Identification of the degradome of Isp‐1, a major intracellular serine protease of Bacillus subtilis, by two‐dimensional gel electrophoresis and matrix‐ assisted laser desorption/ionization‐time of flight analysis

Abstract

Intracellular serine protease‐1 (Isp‐1) is a major intracellular serine protease of Bacillus subtilis, whose functions still remain largely unknown. Furthermore, physiological substrates are yet to be determined. To identify Isp‐1 substrates, we digested extract obtained from an Isp‐1 deficient Bacillus mutant with purified Isp‐1 and examined eliminated or decreased spots by two‐dimensional gel and matrix‐assisted laser desorption/ionization‐time of flight analyses. Proteins degraded by Isp‐1, termed the Isp‐1 degradome, are involved in a variety of cellular functions such as DNA packing, genetic competence, and protein secretion. From the degradome we selected ClpC and EF‐Tu as putative Isp‐1 substrates and studied their in vitro degradation.
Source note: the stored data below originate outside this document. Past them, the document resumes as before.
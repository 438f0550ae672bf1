use {super::*, regex::Regex};

/// Miner applications that get the wide-job notify variant.
static BIG_JOB_REGEX: LazyLock<Regex> =
    LazyLock::new(|| Regex::new("BzMiner|IceRiverMiner").unwrap());

/// How long the writer gets to drain its queue at shutdown.
const FLUSH_DEADLINE: Duration = Duration::from_secs(1);

#[derive(Debug, PartialEq, Eq, Clone, Copy)]
enum State {
    Connected,
    Subscribed,
    Authorized,
}

/// Bounded outbound queue owned by the per-connection writer task.
///
/// When full, the oldest coalescible notification (`mining.notify` or
/// `mining.set_difficulty`) is dropped first; a dropped notify is recovered
/// by the next template within `block_wait_time`. Responses are never
/// dropped; failing to queue one closes the connection as a slow consumer.
struct Outbound {
    queue: Mutex<VecDeque<Message>>,
    signal: tokio::sync::Notify,
}

impl Outbound {
    fn new() -> Arc<Self> {
        Arc::new(Self {
            queue: Mutex::new(VecDeque::new()),
            signal: tokio::sync::Notify::new(),
        })
    }

    fn push(&self, message: Message) -> Result {
        {
            let mut queue = self.queue.lock().unwrap();

            if queue.len() >= OUTBOUND_QUEUE_CAPACITY {
                if let Some(index) = queue.iter().position(coalescible) {
                    debug!("outbound queue full, coalescing a queued notification");
                    queue.remove(index);
                } else if coalescible(&message) {
                    debug!("outbound queue full, dropping fresh notification");
                    return Ok(());
                } else {
                    bail!("slow consumer: outbound queue full");
                }
            }

            queue.push_back(message);
        }

        self.signal.notify_one();
        Ok(())
    }

    fn pop_now(&self) -> Option<Message> {
        self.queue.lock().unwrap().pop_front()
    }

    async fn pop(&self) -> Message {
        loop {
            let notified = self.signal.notified();
            if let Some(message) = self.pop_now() {
                return message;
            }
            notified.await;
        }
    }
}

fn coalescible(message: &Message) -> bool {
    matches!(
        message.method(),
        Some("mining.notify" | "mining.set_difficulty")
    )
}

async fn write_loop<W>(
    mut writer: FramedWrite<W, LinesCodec>,
    outbound: Arc<Outbound>,
    cancel: CancellationToken,
) where
    W: AsyncWrite + Unpin,
{
    loop {
        tokio::select! {
            message = outbound.pop() => {
                let frame = match serde_json::to_string(&message) {
                    Ok(frame) => frame,
                    Err(err) => {
                        error!("failed to serialize outbound message: {err}");
                        continue;
                    }
                };

                if let Err(err) = writer.send(frame).await {
                    debug!("socket write failed: {err}");
                    return;
                }
            }

            _ = cancel.cancelled() => {
                let deadline = Instant::now() + FLUSH_DEADLINE;

                while let Some(message) = outbound.pop_now() {
                    let Ok(frame) = serde_json::to_string(&message) else {
                        continue;
                    };

                    let remaining = deadline.saturating_duration_since(Instant::now());
                    match timeout(remaining, writer.send(frame)).await {
                        Ok(Ok(())) => {}
                        _ => break,
                    }
                }

                return;
            }
        }
    }
}

/// One miner session: framed reader, request dispatch, and job delivery.
pub struct Connection<R, W> {
    config: Arc<BridgeConfig>,
    node: Arc<dyn NodeClient>,
    validator: Arc<ShareValidator>,
    stats: Arc<StatsRegistry>,
    socket_addr: SocketAddr,
    reader: FramedRead<R, LinesCodec>,
    writer: Option<FramedWrite<W, LinesCodec>>,
    outbound: Arc<Outbound>,
    template_rx: watch::Receiver<u64>,
    cancel: CancellationToken,
    state: State,
    mining_state: MiningState,
    wallet: Option<String>,
    worker_name: Option<String>,
    remote_app: Option<String>,
    worker_stats: Option<Arc<WorkStats>>,
    last_template: Option<Arc<RpcBlock>>,
    consecutive_parse_failures: u32,
    shutdown: bool,
}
ClpC and EF‐Tu contain putative cleavage sites for Isp‐1. N‐terminal sequencing of in vitro proteolytic fragments of ClpC and EF‐Tu revealed that these sites are indeed recognized and cleaved by Isp‐1. Moreover, the cellular levels of ClpC and EF‐Tu were dramatically reduced at the late stationary phase, where the expression level of Isp‐1 was greatly increased. These results suggest that the regulated proteolysis of ClpC by Isp‐1 plays an important role in the stationary phase adaptive response. This degradomic approach could provide a powerful tool for finding physiological substrates of many proteolytic enzymes whose functions remain to be determined.